Law is defined to be a rule of action; but how can that be a rule, which is little known, and less fixed?
Federalist No. 62, 1788

If it be asked, What is the most sacred duty and the greatest source of our security in a Republic? The answer would be, An inviolable respect for the Constitution and Laws — the first growing out of the last…. A sacred respect for the constitutional law is the vital principle, the sustaining energy of a free government.
Essay in the American Daily Advertiser, Aug 28, 1794

Pelosi is consistently atrocious, if you recall her Are you serious? Are you serious? interrogative from last October.

 Dan Riehl:

I think I need a shower after watching the political news.

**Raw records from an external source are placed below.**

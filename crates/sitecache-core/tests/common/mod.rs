//! In-process fake HTTP servers for the broker and the upstream API.

#![allow(dead_code)]

use std::io::Read;
use std::path::Path;
use std::sync::atomic::{AtomicUsize, Ordering};
use std::sync::{Arc, Mutex};
use std::thread::JoinHandle;

use serde_json::{json, Value};
use sitecache_core::{Config, Operations, RetryPolicy};
use tiny_http::{Header, Response, Server};

/// A request as the fake server saw it
#[derive(Debug, Clone)]
pub struct Recorded {
    pub method: String,
    pub url: String,
    pub headers: Vec<(String, String)>,
    pub body: String,
}

impl Recorded {
    fn parsed(&self) -> url::Url {
        url::Url::parse(&format!("http://fake{}", self.url)).expect("request url")
    }

    pub fn path(&self) -> String {
        self.parsed().path().to_string()
    }

    pub fn query(&self, name: &str) -> Option<String> {
        self.parsed()
            .query_pairs()
            .find(|(k, _)| k == name)
            .map(|(_, v)| v.into_owned())
    }

    pub fn header(&self, name: &str) -> Option<String> {
        let name = name.to_ascii_lowercase();
        self.headers
            .iter()
            .find(|(k, _)| *k == name)
            .map(|(_, v)| v.clone())
    }

    pub fn json(&self) -> Value {
        serde_json::from_str(&self.body).expect("request body is JSON")
    }
}

/// Scripted reply
#[derive(Debug, Clone)]
pub struct Reply {
    pub status: u16,
    pub body: String,
    pub headers: Vec<(String, String)>,
}

impl Reply {
    pub fn json(status: u16, body: Value) -> Self {
        Self {
            status,
            body: body.to_string(),
            headers: Vec::new(),
        }
    }

    pub fn ok(body: Value) -> Self {
        Self::json(200, body)
    }

    pub fn with_header(mut self, name: &str, value: &str) -> Self {
        self.headers.push((name.to_string(), value.to_string()));
        self
    }
}

/// HTTP server on an ephemeral port answering every request with `handler`.
/// Stops when dropped.
pub struct FakeServer {
    server: Arc<Server>,
    url: String,
    log: Arc<Mutex<Vec<Recorded>>>,
    thread: Option<JoinHandle<()>>,
}

impl FakeServer {
    pub fn start<F>(handler: F) -> Self
    where
        F: Fn(&Recorded) -> Reply + Send + 'static,
    {
        let server = Arc::new(Server::http("127.0.0.1:0").expect("bind fake server"));
        let addr = server.server_addr().to_ip().expect("ip listener");
        let log = Arc::new(Mutex::new(Vec::new()));

        let thread = {
            let server = Arc::clone(&server);
            let log = Arc::clone(&log);
            std::thread::spawn(move || {
                while let Ok(mut request) = server.recv() {
                    let mut body = String::new();
                    let _ = request.as_reader().read_to_string(&mut body);
                    let recorded = Recorded {
                        method: request.method().to_string(),
                        url: request.url().to_string(),
                        headers: request
                            .headers()
                            .iter()
                            .map(|h| (h.field.as_str().as_str().to_ascii_lowercase(), h.value.as_str().to_string()))
                            .collect(),
                        body,
                    };
                    let reply = handler(&recorded);
                    log.lock().unwrap().push(recorded);

                    let mut response = Response::from_string(reply.body).with_status_code(reply.status);
                    response.add_header(
                        Header::from_bytes(&b"Content-Type"[..], &b"application/json"[..]).unwrap(),
                    );
                    for (name, value) in reply.headers {
                        response.add_header(Header::from_bytes(name.as_bytes(), value.as_bytes()).unwrap());
                    }
                    let _ = request.respond(response);
                }
            })
        };

        Self {
            server,
            url: format!("http://{}", addr),
            log,
            thread: Some(thread),
        }
    }

    pub fn url(&self) -> &str {
        &self.url
    }

    pub fn requests(&self) -> Vec<Recorded> {
        self.log.lock().unwrap().clone()
    }

    pub fn request_count(&self) -> usize {
        self.log.lock().unwrap().len()
    }
}

impl Drop for FakeServer {
    fn drop(&mut self) {
        self.server.unblock();
        if let Some(thread) = self.thread.take() {
            let _ = thread.join();
        }
    }
}

/// Broker that issues `graph-token-<n>` for every exchange, valid for an hour
pub fn broker() -> (FakeServer, Arc<AtomicUsize>) {
    let issued = Arc::new(AtomicUsize::new(0));
    let counter = Arc::clone(&issued);
    let server = FakeServer::start(move |_| {
        let n = counter.fetch_add(1, Ordering::SeqCst) + 1;
        Reply::ok(json!({
            "access_token": format!("graph-token-{}", n),
            "token_refreshed": false,
            "expires_in_seconds": 3600
        }))
    });
    (server, issued)
}

/// Operations wired through `Config` against the two fake servers,
/// with retries that never sleep
pub fn operations(broker: &FakeServer, graph: &FakeServer, cache_dir: &Path) -> Operations {
    let config = Config {
        broker_url: broker.url().to_string(),
        graph_url: format!("{}/v1.0", graph.url()),
        cache_dir: Some(cache_dir.to_path_buf()),
        broker_retry: RetryPolicy::immediate(3),
        upstream_retry: RetryPolicy::immediate(3),
        rate_limit_retry: RetryPolicy::immediate(3),
        ..Config::default()
    };
    Operations::from_config(&config).expect("operations from config")
}

pub fn engineering_site() -> Value {
    json!({
        "id": "contoso.sharepoint.com,site-eng,web-eng",
        "name": "Engineering",
        "displayName": "Engineering",
        "webUrl": "https://contoso.sharepoint.com/sites/engineering",
        "createdDateTime": "2023-01-10T08:00:00Z"
    })
}
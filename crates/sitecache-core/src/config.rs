//! Application configuration management.
//!
//! Configuration is layered: built-in defaults, then an optional JSON file at
//! `~/.config/sitecache/config.json` (or `$SITECACHE_CONFIG`), then
//! `SITECACHE_*` environment variables. The binary loads `.env` before this.

use std::path::PathBuf;
use std::str::FromStr;
use std::time::Duration;

use anyhow::{bail, Context, Result};
use serde::{Deserialize, Serialize};

use crate::retry::RetryPolicy;

/// Application name used for config/cache directory paths
const APP_NAME: &str = "sitecache";

/// Config file name
const CONFIG_FILE: &str = "config.json";

/// Env var that points at an explicit config file
const CONFIG_PATH_ENV: &str = "SITECACHE_CONFIG";

const DEFAULT_BROKER_URL: &str = "https://trustyvault.brainaihub.tech";
const DEFAULT_GRAPH_URL: &str = "https://graph.microsoft.com/v1.0";
const DEFAULT_PROVIDER: &str = "microsoft_graph";

#[derive(Debug, Clone, Serialize, Deserialize)]
#[serde(default)]
pub struct Config {
    pub broker_url: String,
    pub broker_api_key: Option<String>,
    pub provider: String,
    pub graph_url: String,
    pub cache_dir: Option<PathBuf>,
    pub safety_margin_secs: u64,
    pub broker_timeout_secs: u64,
    pub request_timeout_secs: u64,
    pub broker_retry: RetryPolicy,
    pub upstream_retry: RetryPolicy,
    pub rate_limit_retry: RetryPolicy,
    pub cleanup_interval_secs: u64,
}

impl Default for Config {
    fn default() -> Self {
        Self {
            broker_url: DEFAULT_BROKER_URL.to_string(),
            broker_api_key: None,
            provider: DEFAULT_PROVIDER.to_string(),
            graph_url: DEFAULT_GRAPH_URL.to_string(),
            cache_dir: None,
            safety_margin_secs: 300,
            broker_timeout_secs: 10,
            request_timeout_secs: 30,
            broker_retry: RetryPolicy::new(3, 500, 4_000),
            upstream_retry: RetryPolicy::new(4, 1_000, 16_000),
            rate_limit_retry: RetryPolicy::new(4, 1_000, 60_000),
            cleanup_interval_secs: 3_600,
        }
    }
}

impl Config {
    /// Load defaults, the config file (if any) and environment overrides.
    pub fn load() -> Result<Self> {
        let mut config = match Self::config_path() {
            Ok(path) if path.exists() => {
                let contents = std::fs::read_to_string(&path)
                    .with_context(|| format!("Failed to read config file {}", path.display()))?;
                serde_json::from_str(&contents)
                    .with_context(|| format!("Failed to parse config file {}", path.display()))?
            }
            _ => Self::default(),
        };
        config.apply_env(|name| std::env::var(name).ok())?;
        config.validate()?;
        Ok(config)
    }

    /// Apply `SITECACHE_*` overrides read through `lookup`.
    pub fn apply_env(&mut self, lookup: impl Fn(&str) -> Option<String>) -> Result<()> {
        if let Some(v) = lookup("SITECACHE_BROKER_URL") {
            self.broker_url = v;
        }
        if let Some(v) = lookup("SITECACHE_BROKER_API_KEY") {
            self.broker_api_key = Some(v).filter(|k| !k.is_empty());
        }
        if let Some(v) = lookup("SITECACHE_PROVIDER") {
            self.provider = v;
        }
        if let Some(v) = lookup("SITECACHE_GRAPH_URL") {
            self.graph_url = v;
        }
        if let Some(v) = lookup("SITECACHE_CACHE_DIR") {
            self.cache_dir = Some(PathBuf::from(v));
        }
        parse_env(&lookup, "SITECACHE_SAFETY_MARGIN_SECS", &mut self.safety_margin_secs)?;
        parse_env(&lookup, "SITECACHE_BROKER_TIMEOUT_SECS", &mut self.broker_timeout_secs)?;
        parse_env(&lookup, "SITECACHE_REQUEST_TIMEOUT_SECS", &mut self.request_timeout_secs)?;
        parse_env(&lookup, "SITECACHE_CLEANUP_INTERVAL_SECS", &mut self.cleanup_interval_secs)?;
        Ok(())
    }

    pub fn validate(&self) -> Result<()> {
        if self.broker_url.trim().is_empty() {
            bail!("broker_url must not be empty");
        }
        if self.graph_url.trim().is_empty() {
            bail!("graph_url must not be empty");
        }
        if self.provider.trim().is_empty() {
            bail!("provider must not be empty");
        }
        for (name, policy) in [
            ("broker_retry", &self.broker_retry),
            ("upstream_retry", &self.upstream_retry),
            ("rate_limit_retry", &self.rate_limit_retry),
        ] {
            if policy.max_attempts == 0 {
                bail!("{}.max_attempts must be at least 1", name);
            }
        }
        Ok(())
    }

    fn config_path() -> Result<PathBuf> {
        if let Ok(path) = std::env::var(CONFIG_PATH_ENV) {
            return Ok(PathBuf::from(path));
        }
        let config_dir = dirs::config_dir()
            .ok_or_else(|| anyhow::anyhow!("Could not find config directory"))?;
        Ok(config_dir.join(APP_NAME).join(CONFIG_FILE))
    }

    /// Directory holding the persisted credential entries.
    pub fn cache_dir(&self) -> Result<PathBuf> {
        if let Some(ref dir) = self.cache_dir {
            return Ok(dir.clone());
        }
        let cache_dir = dirs::cache_dir()
            .ok_or_else(|| anyhow::anyhow!("Could not find cache directory"))?;
        Ok(cache_dir.join(APP_NAME).join("credentials"))
    }

    pub fn safety_margin(&self) -> chrono::Duration {
        chrono::Duration::seconds(i64::try_from(self.safety_margin_secs).unwrap_or(i64::MAX))
    }

    pub fn broker_timeout(&self) -> Duration {
        Duration::from_secs(self.broker_timeout_secs)
    }

    pub fn request_timeout(&self) -> Duration {
        Duration::from_secs(self.request_timeout_secs)
    }

    pub fn cleanup_interval(&self) -> Duration {
        Duration::from_secs(self.cleanup_interval_secs)
    }
}

fn parse_env<T: FromStr>(
    lookup: &impl Fn(&str) -> Option<String>,
    name: &str,
    target: &mut T,
) -> Result<()>
where
    T::Err: std::error::Error + Send + Sync + 'static,
{
    if let Some(raw) = lookup(name) {
        *target = raw
            .trim()
            .parse()
            .with_context(|| format!("Invalid value for {}: {:?}", name, raw))?;
    }
    Ok(())
}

And I'd really appreciate it if Rahm Emanuel left me alone long enough to scrub off the grime of the Democrats we're getting to see in all their glory right now.

Heckuva job, Barry! Through incompetence and trying to foist your agenda on a nation that mostly rejects it, you are destroying the Democrat brand. He really is, you know. This all begins and ends with Obama. And at this rate, there may not be much of a party left by the time he's finished. And he will be finished in 2012. Mark my words.